Task goal - Please copy each line in the records below that contains the string "assert".

━━━ Records to process

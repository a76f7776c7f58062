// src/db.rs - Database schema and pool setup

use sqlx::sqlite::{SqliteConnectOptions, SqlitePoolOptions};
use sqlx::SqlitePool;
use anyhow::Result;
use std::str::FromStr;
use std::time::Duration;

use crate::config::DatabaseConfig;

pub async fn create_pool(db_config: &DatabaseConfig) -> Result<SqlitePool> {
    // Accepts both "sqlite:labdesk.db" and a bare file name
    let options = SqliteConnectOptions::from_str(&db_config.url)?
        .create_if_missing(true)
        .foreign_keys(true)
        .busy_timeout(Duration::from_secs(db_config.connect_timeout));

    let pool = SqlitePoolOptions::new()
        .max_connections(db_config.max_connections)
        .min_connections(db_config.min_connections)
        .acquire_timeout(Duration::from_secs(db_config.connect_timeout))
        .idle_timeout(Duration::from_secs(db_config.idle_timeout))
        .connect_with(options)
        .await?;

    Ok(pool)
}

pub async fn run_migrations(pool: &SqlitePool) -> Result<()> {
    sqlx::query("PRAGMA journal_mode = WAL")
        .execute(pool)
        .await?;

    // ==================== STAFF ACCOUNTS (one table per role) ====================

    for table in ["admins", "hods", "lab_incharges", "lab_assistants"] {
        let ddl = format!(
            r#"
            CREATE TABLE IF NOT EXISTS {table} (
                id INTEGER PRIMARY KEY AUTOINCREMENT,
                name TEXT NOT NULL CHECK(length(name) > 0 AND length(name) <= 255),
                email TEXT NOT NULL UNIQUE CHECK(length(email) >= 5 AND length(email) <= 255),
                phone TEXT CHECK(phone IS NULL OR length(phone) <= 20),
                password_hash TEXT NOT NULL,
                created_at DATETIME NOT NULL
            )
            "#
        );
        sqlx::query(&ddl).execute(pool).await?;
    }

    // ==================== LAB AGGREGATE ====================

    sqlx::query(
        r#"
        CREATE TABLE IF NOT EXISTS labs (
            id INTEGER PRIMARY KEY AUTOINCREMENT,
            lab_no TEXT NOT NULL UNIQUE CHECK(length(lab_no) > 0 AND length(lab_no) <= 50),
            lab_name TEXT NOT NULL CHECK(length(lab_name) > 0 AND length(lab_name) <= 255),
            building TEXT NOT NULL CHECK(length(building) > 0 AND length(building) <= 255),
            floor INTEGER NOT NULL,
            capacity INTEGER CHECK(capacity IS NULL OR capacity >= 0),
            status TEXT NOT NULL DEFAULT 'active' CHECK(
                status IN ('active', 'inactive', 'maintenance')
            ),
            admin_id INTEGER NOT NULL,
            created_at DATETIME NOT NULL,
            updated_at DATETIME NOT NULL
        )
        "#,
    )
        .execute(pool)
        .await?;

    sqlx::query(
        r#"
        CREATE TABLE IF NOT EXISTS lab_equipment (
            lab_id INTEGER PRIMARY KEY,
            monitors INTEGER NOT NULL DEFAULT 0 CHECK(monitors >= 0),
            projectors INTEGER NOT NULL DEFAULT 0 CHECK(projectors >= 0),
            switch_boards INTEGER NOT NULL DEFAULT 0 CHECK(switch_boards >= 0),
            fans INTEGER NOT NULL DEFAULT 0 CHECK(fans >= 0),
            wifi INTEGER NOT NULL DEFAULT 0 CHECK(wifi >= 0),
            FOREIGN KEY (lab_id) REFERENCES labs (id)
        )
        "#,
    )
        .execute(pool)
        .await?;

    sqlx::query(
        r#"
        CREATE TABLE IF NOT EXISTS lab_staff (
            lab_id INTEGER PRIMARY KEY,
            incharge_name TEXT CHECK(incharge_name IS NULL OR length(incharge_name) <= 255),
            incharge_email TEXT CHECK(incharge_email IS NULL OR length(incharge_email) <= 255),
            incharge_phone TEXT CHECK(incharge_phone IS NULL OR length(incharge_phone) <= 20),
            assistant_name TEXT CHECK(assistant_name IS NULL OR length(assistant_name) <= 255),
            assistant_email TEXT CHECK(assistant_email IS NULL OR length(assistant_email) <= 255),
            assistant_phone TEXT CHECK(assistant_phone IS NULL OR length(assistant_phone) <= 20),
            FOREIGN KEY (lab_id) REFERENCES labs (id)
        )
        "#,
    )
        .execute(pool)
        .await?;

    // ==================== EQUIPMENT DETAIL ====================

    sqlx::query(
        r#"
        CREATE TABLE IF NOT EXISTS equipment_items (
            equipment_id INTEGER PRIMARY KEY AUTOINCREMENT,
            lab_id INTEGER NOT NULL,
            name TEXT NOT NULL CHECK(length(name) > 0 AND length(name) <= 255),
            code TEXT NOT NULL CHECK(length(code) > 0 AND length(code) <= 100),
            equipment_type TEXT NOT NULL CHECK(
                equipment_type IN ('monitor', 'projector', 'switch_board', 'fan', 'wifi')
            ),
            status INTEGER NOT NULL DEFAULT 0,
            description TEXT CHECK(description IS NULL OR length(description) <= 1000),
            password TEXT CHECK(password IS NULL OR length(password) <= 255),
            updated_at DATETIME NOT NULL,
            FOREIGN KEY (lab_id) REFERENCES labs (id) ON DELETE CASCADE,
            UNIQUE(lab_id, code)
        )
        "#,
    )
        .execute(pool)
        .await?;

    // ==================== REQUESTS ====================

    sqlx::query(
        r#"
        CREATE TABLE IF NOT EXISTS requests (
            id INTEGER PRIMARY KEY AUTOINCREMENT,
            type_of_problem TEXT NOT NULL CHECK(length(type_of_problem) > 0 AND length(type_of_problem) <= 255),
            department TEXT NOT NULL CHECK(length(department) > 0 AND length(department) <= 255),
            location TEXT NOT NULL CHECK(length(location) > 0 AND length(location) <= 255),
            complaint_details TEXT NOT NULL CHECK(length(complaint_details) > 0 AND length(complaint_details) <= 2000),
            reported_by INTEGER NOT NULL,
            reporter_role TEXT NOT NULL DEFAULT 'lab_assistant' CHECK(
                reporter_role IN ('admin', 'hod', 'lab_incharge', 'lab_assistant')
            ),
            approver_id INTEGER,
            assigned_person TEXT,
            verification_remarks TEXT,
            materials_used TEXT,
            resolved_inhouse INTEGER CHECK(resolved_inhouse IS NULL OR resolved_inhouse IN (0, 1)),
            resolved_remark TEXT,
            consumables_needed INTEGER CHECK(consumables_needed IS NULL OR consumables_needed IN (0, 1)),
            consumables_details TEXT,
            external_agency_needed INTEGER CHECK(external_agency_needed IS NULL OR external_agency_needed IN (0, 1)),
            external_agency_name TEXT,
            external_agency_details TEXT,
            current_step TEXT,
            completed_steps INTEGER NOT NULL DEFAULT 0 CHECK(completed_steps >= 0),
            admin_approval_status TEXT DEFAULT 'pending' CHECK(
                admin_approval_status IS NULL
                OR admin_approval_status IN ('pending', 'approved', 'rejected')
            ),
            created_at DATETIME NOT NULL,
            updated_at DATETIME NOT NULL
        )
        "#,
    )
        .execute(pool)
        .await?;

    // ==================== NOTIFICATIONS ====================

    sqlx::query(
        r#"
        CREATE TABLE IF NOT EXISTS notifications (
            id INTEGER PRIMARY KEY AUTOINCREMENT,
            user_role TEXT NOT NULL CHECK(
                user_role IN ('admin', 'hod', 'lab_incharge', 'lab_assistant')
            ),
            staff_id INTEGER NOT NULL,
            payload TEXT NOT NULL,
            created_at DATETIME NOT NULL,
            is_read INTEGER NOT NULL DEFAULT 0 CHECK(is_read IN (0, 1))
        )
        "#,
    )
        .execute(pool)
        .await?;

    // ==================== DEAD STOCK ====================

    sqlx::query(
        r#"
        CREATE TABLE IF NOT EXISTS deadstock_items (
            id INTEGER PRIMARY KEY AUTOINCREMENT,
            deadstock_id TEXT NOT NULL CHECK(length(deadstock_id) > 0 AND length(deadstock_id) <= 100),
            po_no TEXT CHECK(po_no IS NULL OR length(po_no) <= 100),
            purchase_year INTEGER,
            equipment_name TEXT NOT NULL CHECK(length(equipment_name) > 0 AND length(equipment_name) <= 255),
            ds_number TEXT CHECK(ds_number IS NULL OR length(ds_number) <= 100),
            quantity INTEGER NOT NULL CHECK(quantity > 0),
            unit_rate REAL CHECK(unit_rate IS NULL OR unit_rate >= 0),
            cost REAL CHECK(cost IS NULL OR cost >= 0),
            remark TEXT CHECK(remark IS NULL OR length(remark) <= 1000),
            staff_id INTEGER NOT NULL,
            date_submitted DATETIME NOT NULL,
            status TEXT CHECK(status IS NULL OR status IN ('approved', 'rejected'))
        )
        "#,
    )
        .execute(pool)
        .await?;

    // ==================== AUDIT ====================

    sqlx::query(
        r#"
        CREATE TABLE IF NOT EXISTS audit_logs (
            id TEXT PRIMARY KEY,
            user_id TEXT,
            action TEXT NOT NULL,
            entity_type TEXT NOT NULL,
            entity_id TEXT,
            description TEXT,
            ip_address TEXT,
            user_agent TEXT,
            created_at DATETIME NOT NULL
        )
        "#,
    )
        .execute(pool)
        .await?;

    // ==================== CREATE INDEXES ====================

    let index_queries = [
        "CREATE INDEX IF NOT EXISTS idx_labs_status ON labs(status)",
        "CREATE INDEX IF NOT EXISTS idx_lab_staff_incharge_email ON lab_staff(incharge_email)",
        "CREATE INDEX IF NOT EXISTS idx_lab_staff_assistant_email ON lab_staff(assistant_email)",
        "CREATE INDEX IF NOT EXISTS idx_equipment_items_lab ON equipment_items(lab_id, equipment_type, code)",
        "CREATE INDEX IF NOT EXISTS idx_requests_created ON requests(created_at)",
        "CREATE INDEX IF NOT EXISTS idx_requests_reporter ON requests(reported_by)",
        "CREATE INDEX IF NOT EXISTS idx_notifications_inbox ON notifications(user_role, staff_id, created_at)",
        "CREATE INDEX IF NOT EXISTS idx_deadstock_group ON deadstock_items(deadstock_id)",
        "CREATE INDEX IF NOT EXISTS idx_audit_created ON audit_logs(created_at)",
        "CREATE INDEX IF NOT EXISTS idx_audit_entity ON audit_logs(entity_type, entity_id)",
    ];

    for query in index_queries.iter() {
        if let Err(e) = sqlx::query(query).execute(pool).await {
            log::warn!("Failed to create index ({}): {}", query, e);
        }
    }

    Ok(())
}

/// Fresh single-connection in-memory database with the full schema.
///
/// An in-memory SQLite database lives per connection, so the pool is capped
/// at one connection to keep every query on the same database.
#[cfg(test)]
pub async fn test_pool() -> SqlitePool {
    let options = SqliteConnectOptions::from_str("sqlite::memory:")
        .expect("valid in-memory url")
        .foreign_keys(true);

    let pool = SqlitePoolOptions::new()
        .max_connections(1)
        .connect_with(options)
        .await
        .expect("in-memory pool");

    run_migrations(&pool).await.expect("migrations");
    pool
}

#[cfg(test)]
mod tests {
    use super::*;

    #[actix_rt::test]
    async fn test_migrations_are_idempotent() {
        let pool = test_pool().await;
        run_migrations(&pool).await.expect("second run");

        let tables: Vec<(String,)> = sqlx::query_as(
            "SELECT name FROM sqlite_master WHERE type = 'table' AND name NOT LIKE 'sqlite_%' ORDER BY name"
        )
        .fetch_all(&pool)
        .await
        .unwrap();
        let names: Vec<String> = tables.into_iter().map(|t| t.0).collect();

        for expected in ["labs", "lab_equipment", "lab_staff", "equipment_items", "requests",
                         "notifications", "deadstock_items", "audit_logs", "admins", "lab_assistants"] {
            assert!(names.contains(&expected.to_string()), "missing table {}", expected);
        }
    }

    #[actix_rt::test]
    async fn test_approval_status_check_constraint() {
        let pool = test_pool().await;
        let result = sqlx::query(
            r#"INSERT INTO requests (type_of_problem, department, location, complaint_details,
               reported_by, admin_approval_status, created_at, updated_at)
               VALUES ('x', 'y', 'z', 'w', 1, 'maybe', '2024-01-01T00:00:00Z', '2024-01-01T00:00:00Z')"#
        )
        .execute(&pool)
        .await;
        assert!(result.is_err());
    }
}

━━━━━━

Response -
            assert!(names.contains(&expected.to_string()), "missing table {}", expected);
        assert!(result.is_err());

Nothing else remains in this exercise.